Ziggit and Large Language Models

The moderators have been actively discussing the LLM question. One article of consensus was to open up this thread.

Ziggit has always been easy to moderate. It’s a small community, enthusiastic about its topic, and well-behaved in general. It’s like this for one reason, more than any: we have a well-defined and narrow topic, and no place for off-topic discussions, either. If it’s not about Zig, it doesn’t belong here.

We’ve only made one major addition to the moderation policy: the AI policy. It’s time to revisit it.

Up front, we condense the policy to a slogan:

Ziggit is by and for humans. We don’t want AI participation

We stand by this. As the rest of the policy (hopefully) makes clear, “participation” is aimed at things like: letting a chatbot write posts, answering usage questions with LLM output, none of which we want.
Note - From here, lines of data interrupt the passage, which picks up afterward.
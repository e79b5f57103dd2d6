//! Link errors.
//!
//! Errors are split by the moment they can happen: [`ConfigurationError`] when a
//! [`crate::RestLink`] is built, [`QueryShapeError`] before any network I/O for an
//! operation, [`NetworkError`] and [`TransformError`] while the operation runs.
use displaydoc::Display;
use http::StatusCode;
use serde_json_bytes::Value;
use thiserror::Error;

/// Errors raised while building a link from its configuration.
#[derive(Error, Display, Debug, Clone, PartialEq, Eq)]
#[non_exhaustive]
pub enum ConfigurationError {
    /// a rest link must be configured with either `uri` or `endpoints`
    MissingEndpoints,

    /// the default uri '{uri}' does not match the default entry '{endpoint}' of `endpoints`
    DefaultEndpointMismatch {
        /// The root `uri`.
        uri: String,
        /// The `""` entry of `endpoints`.
        endpoint: String,
    },

    /// invalid uri '{uri}' for endpoint '{key}': {reason}
    InvalidEndpointUri {
        /// The endpoint key, `""` for the default endpoint.
        key: String,
        /// The configured uri.
        uri: String,
        /// Why it could not be parsed.
        reason: String,
    },

    /// invalid header '{name}': {reason}
    InvalidHeader {
        /// The configured header name.
        name: String,
        /// Why the header was rejected.
        reason: String,
    },

    /// a type patcher was registered for an empty type name
    EmptyTypePatcherKey,

    /// could not read configuration: {0}
    InvalidYaml(String),
}

/// Errors in the shape of an operation or its `@rest` annotations.
///
/// These are always raised before any request is sent for the offending field.
#[derive(Error, Display, Debug, Clone, PartialEq, Eq)]
#[ignore_extra_doc_attributes]
#[non_exhaustive]
pub enum QueryShapeError {
    /// @rest(type: "{type_name}") must set exactly one of `path` or `pathBuilder`, but both were set
    BothPathAndPathBuilder {
        /// Declared type of the call.
        type_name: String,
    },

    /// @rest(type: "{type_name}") must set exactly one of `path` or `pathBuilder`, but neither was set
    NeitherPathNorPathBuilder {
        /// Declared type of the call.
        type_name: String,
    },

    /// malformed placeholder at position {position} of path '{template}'
    MalformedPlaceholder {
        /// The path template.
        template: String,
        /// Byte offset of the offending `:`.
        position: usize,
    },

    /// A `query` operation can only support GET requests but got {method} on field '{field}'
    UnsupportedQueryMethod {
        /// Response key of the field.
        field: String,
        /// The declared HTTP method.
        method: String,
    },

    /// A `mutation` operation does not support that HTTP-verb: {method} on field '{field}'
    UnsupportedMutationMethod {
        /// Response key of the field.
        field: String,
        /// The declared HTTP method.
        method: String,
    },

    /// A `subscription` operation is not supported yet
    SubscriptionNotSupported,

    /// Missing params to run query, specify it in the query params or use an export directive: ':{param}' required by field '{field}'
    MissingParams {
        /// Response key of the field.
        field: String,
        /// The unresolved parameter name.
        param: String,
    },

    /// fields '{first}' and '{second}' depend on each other's exports
    CircularExports {
        /// Response key of one field of the cycle.
        first: String,
        /// Response key of another field of the cycle.
        second: String,
    },

    /// invalid @{directive} directive on field '{field}': {reason}
    InvalidDirective {
        /// Name of the directive.
        directive: String,
        /// Name of the annotated field.
        field: String,
        /// What is wrong with it.
        reason: String,
    },

    /// invalid operation document: {0}
    InvalidDocument(String),

    /// no endpoint configured for key '{0}' and no default endpoint to fall back to
    UnknownEndpoint(String),

    /// invalid request uri '{uri}': {reason}
    InvalidUri {
        /// The uri assembled from endpoint and path.
        uri: String,
        /// Why it could not be parsed.
        reason: String,
    },
}

/// Errors returned by the fetch capability or the remote endpoint.
#[derive(Error, Display, Debug, Clone, PartialEq)]
#[non_exhaustive]
pub enum NetworkError {
    /// HTTP fetch of '{uri}' failed with status {status}
    Status {
        /// Requested uri.
        uri: String,
        /// Non-success status.
        status: StatusCode,
        /// Raw response body.
        body: String,
        /// Response body parsed as JSON, when it is JSON.
        json: Option<Value>,
    },

    /// HTTP fetch of '{uri}' failed: {reason}
    Transport {
        /// Requested uri.
        uri: String,
        /// The transport failure.
        reason: String,
    },

    /// response from '{uri}' is not valid JSON: {reason}
    InvalidResponseBody {
        /// Requested uri.
        uri: String,
        /// The deserialization failure.
        reason: String,
    },
}

impl NetworkError {
    /// The HTTP status, when the endpoint answered.
    pub fn status(&self) -> Option<StatusCode> {
        match self {
            NetworkError::Status { status, .. } => Some(*status),
            _ => None,
        }
    }
}

/// Errors raised by user-supplied functions.
#[derive(Error, Display, Debug, Clone, PartialEq, Eq)]
#[non_exhaustive]
pub enum TransformError {
    /// type patcher for '{type_name}' failed: {reason}
    TypePatcher {
        /// The type being patched.
        type_name: String,
        /// The patcher's error.
        reason: String,
    },

    /// field name transform failed on key '{key}': {reason}
    FieldName {
        /// The key being rewritten.
        key: String,
        /// The transform's error.
        reason: String,
    },

    /// path builder of field '{field}' failed: {reason}
    PathBuilder {
        /// Response key of the field.
        field: String,
        /// The builder's error.
        reason: String,
    },

    /// body builder of field '{field}' failed: {reason}
    BodyBuilder {
        /// Response key of the field.
        field: String,
        /// The builder's error.
        reason: String,
    },

    /// could not serialize request body of field '{field}': {reason}
    BodySerialization {
        /// Response key of the field.
        field: String,
        /// The serializer's error.
        reason: String,
    },
}

/// Any error surfaced by executing an operation.
#[derive(Error, Display, Debug, Clone, PartialEq)]
#[non_exhaustive]
pub enum RestLinkError {
    /// {0}
    QueryShape(#[from] QueryShapeError),

    /// {0}
    Network(#[from] NetworkError),

    /// {0}
    Transform(#[from] TransformError),
}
We tried to write the policy on AI generated code with some breadth of discretion: at the time, it was already clear that using LLM assistance was widespread, and, also at that time, the quality of purely ‘vibecoded’ generative AI code was inferior, particularly where Zig is concerned.

The policy comes from the very infancy of “agents”, and it’s stopped reflecting how we moderate in practice.

We know that we have users who are staunchly opposed to the mere existence of LLMs, let alone the use of them. We want those users to be comfortable here. There are reasons to feel that way, some on-topic for the forum, many not: in this thread we consider more of that on topic than usual.

Yet we have consensus amongst ourselves that Ziggit will not have a zero tolerance policy around LLMs, agents, and so on. We will also insist on our bedrock policy, since the beginning, which is that users will treat each other well. We’ve informally been more tolerant of mean-spirited or insulting comments in this area than we feel that we should be, and that won’t continue going forward.

So we want to be clear: there’s a place for threads about agentic coding (of Zig), for Showcases which feature agent-directed code, and things of that nature on Ziggit. We don’t want this to overwhelm the topics we already have, and we don’t want to drive off users who would prefer none of this is happening. “Ziggit is by and for humans” remains primary.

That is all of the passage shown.